- **Directions for this task**
Nothing but an exact repeat of the entries below should appear in your answer.

- **Saved data entries**
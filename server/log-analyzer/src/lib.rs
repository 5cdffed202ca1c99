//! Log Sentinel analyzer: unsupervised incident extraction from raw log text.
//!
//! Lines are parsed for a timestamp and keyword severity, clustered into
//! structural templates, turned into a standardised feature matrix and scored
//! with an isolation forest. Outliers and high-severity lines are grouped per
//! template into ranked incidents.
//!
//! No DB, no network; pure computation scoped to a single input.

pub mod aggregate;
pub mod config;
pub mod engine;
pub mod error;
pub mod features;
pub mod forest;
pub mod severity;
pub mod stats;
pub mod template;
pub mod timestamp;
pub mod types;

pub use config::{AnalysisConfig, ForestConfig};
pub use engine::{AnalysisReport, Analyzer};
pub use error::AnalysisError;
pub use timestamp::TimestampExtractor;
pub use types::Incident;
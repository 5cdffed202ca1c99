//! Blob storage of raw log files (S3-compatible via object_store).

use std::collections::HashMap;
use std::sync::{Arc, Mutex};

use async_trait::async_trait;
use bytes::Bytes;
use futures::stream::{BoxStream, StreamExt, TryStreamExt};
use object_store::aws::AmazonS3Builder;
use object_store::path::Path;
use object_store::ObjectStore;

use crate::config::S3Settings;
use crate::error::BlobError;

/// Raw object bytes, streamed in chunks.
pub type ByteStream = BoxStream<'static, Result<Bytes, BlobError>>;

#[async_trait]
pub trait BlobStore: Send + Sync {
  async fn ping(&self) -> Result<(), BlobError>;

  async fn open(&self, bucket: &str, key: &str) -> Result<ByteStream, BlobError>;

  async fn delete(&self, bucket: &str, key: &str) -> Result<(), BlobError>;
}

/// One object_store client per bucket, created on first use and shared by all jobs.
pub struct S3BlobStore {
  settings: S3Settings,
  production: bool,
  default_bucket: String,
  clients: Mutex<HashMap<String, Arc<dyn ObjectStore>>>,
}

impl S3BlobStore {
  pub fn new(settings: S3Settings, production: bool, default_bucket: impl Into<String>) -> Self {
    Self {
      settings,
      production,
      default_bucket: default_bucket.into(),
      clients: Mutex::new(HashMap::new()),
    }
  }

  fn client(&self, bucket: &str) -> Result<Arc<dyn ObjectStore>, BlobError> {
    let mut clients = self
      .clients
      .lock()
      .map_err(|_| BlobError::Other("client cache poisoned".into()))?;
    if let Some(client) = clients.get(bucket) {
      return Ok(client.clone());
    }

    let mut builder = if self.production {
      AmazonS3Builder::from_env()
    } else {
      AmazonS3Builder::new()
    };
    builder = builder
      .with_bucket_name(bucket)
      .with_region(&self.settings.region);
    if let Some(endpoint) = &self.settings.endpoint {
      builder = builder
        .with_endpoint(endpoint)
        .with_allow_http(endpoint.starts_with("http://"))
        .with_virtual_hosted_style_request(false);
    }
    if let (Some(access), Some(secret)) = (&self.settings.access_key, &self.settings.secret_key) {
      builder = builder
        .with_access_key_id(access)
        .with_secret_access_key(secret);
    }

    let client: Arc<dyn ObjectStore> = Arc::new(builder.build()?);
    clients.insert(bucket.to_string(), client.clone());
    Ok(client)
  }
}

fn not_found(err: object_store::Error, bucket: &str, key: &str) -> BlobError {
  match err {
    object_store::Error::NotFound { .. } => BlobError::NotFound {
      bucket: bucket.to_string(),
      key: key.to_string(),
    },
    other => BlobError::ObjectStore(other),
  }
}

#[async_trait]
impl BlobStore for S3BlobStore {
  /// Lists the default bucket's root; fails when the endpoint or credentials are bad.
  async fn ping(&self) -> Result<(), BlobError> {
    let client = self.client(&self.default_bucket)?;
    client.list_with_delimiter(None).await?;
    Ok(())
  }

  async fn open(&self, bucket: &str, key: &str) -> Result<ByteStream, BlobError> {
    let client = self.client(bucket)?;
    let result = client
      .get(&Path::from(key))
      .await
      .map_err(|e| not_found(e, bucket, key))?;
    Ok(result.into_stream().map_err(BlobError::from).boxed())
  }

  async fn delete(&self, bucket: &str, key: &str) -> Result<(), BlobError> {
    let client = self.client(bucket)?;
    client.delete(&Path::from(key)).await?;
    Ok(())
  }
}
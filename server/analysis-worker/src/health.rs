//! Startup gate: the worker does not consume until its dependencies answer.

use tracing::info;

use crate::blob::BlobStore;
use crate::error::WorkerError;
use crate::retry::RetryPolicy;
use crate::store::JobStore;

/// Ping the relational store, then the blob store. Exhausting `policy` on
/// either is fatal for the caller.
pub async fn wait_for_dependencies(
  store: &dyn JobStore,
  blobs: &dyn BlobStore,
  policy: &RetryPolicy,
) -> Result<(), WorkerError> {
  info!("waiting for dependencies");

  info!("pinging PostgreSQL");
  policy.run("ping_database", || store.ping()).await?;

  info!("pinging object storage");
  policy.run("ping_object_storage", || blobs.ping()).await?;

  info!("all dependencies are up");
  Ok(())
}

- **Your response**
filename server/log-analyzer/src/lib.rs
repository 5cdffed202ca1c99
//! Log Sentinel analyzer: unsupervised incident extraction from raw log text.
//!
//! Lines are parsed for a timestamp and keyword severity, clustered into
//! structural templates, turned into a standardised feature matrix and scored
//! with an isolation forest. Outliers and high-severity lines are grouped per
//! template into ranked incidents.
//!
//! No DB, no network; pure computation scoped to a single input.

pub mod aggregate;
pub mod config;
pub mod engine;
pub mod error;
pub mod features;
pub mod forest;
pub mod severity;
pub mod stats;
pub mod template;
pub mod timestamp;
pub mod types;

pub use config::{AnalysisConfig, ForestConfig};
pub use engine::{AnalysisReport, Analyzer};
pub use error::AnalysisError;
pub use timestamp::TimestampExtractor;
pub use types::Incident;
repository 5cdffed202ca1c99
//! Blob storage of raw log files (S3-compatible via object_store).

use std::collections::HashMap;
use std::sync::{Arc, Mutex};

use async_trait::async_trait;
use bytes::Bytes;
use futures::stream::{BoxStream, StreamExt, TryStreamExt};
use object_store::aws::AmazonS3Builder;
use object_store::path::Path;
use object_store::ObjectStore;

use crate::config::S3Settings;
use crate::error::BlobError;

/// Raw object bytes, streamed in chunks.
pub type ByteStream = BoxStream<'static, Result<Bytes, BlobError>>;

#[async_trait]
pub trait BlobStore: Send + Sync {
  async fn ping(&self) -> Result<(), BlobError>;

  async fn open(&self, bucket: &str, key: &str) -> Result<ByteStream, BlobError>;

  async fn delete(&self, bucket: &str, key: &str) -> Result<(), BlobError>;
}

/// One object_store client per bucket, created on first use and shared by all jobs.
pub struct S3BlobStore {
  settings: S3Settings,
  production: bool,
  default_bucket: String,
  clients: Mutex<HashMap<String, Arc<dyn ObjectStore>>>,
}

impl S3BlobStore {
  pub fn new(settings: S3Settings, production: bool, default_bucket: impl Into<String>) -> Self {
    Self {
      settings,
      production,
      default_bucket: default_bucket.into(),
      clients: Mutex::new(HashMap::new()),
    }
  }

  fn client(&self, bucket: &str) -> Result<Arc<dyn ObjectStore>, BlobError> {
    let mut clients = self
      .clients
      .lock()
      .map_err(|_| BlobError::Other("client cache poisoned".into()))?;
    if let Some(client) = clients.get(bucket) {
      return Ok(client.clone());
    }

    let mut builder = if self.production {
      AmazonS3Builder::from_env()
    } else {
      AmazonS3Builder::new()
    };
    builder = builder
      .with_bucket_name(bucket)
      .with_region(&self.settings.region);
    if let Some(endpoint) = &self.settings.endpoint {
      builder = builder
        .with_endpoint(endpoint)
        .with_allow_http(endpoint.starts_with("http://"))
        .with_virtual_hosted_style_request(false);
    }
    if let (Some(access), Some(secret)) = (&self.settings.access_key, &self.settings.secret_key) {
      builder = builder
        .with_access_key_id(access)
        .with_secret_access_key(secret);
    }

    let client: Arc<dyn ObjectStore> = Arc::new(builder.build()?);
    clients.insert(bucket.to_string(), client.clone());
    Ok(client)
  }
}

fn not_found(err: object_store::Error, bucket: &str, key: &str) -> BlobError {
  match err {
    object_store::Error::NotFound { .. } => BlobError::NotFound {
      bucket: bucket.to_string(),
      key: key.to_string(),
    },
    other => BlobError::ObjectStore(other),
  }
}

#[async_trait]
impl BlobStore for S3BlobStore {
  /// Lists the default bucket's root; fails when the endpoint or credentials are bad.
  async fn ping(&self) -> Result<(), BlobError> {
    let client = self.client(&self.default_bucket)?;
    client.list_with_delimiter(None).await?;
    Ok(())
  }

  async fn open(&self, bucket: &str, key: &str) -> Result<ByteStream, BlobError> {
    let client = self.client(bucket)?;
    let result = client
      .get(&Path::from(key))
      .await
      .map_err(|e| not_found(e, bucket, key))?;
    Ok(result.into_stream().map_err(BlobError::from).boxed())
  }

  async fn delete(&self, bucket: &str, key: &str) -> Result<(), BlobError> {
    let client = self.client(bucket)?;
    client.delete(&Path::from(key)).await?;
    Ok(())
  }
}
filename server/analysis-worker/src/health.rs
//! Startup gate: the worker does not consume until its dependencies answer.

use tracing::info;

use crate::blob::BlobStore;
use crate::error::WorkerError;
use crate::retry::RetryPolicy;
use crate::store::JobStore;

/// Ping the relational store, then the blob store. Exhausting `policy` on
/// either is fatal for the caller.
pub async fn wait_for_dependencies(
  store: &dyn JobStore,
  blobs: &dyn BlobStore,
  policy: &RetryPolicy,
) -> Result<(), WorkerError> {
  info!("waiting for dependencies");

  info!("pinging PostgreSQL");
  policy.run("ping_database", || store.ping()).await?;

  info!("pinging object storage");
  policy.run("ping_object_storage", || blobs.ping()).await?;

  info!("all dependencies are up");
  Ok(())
}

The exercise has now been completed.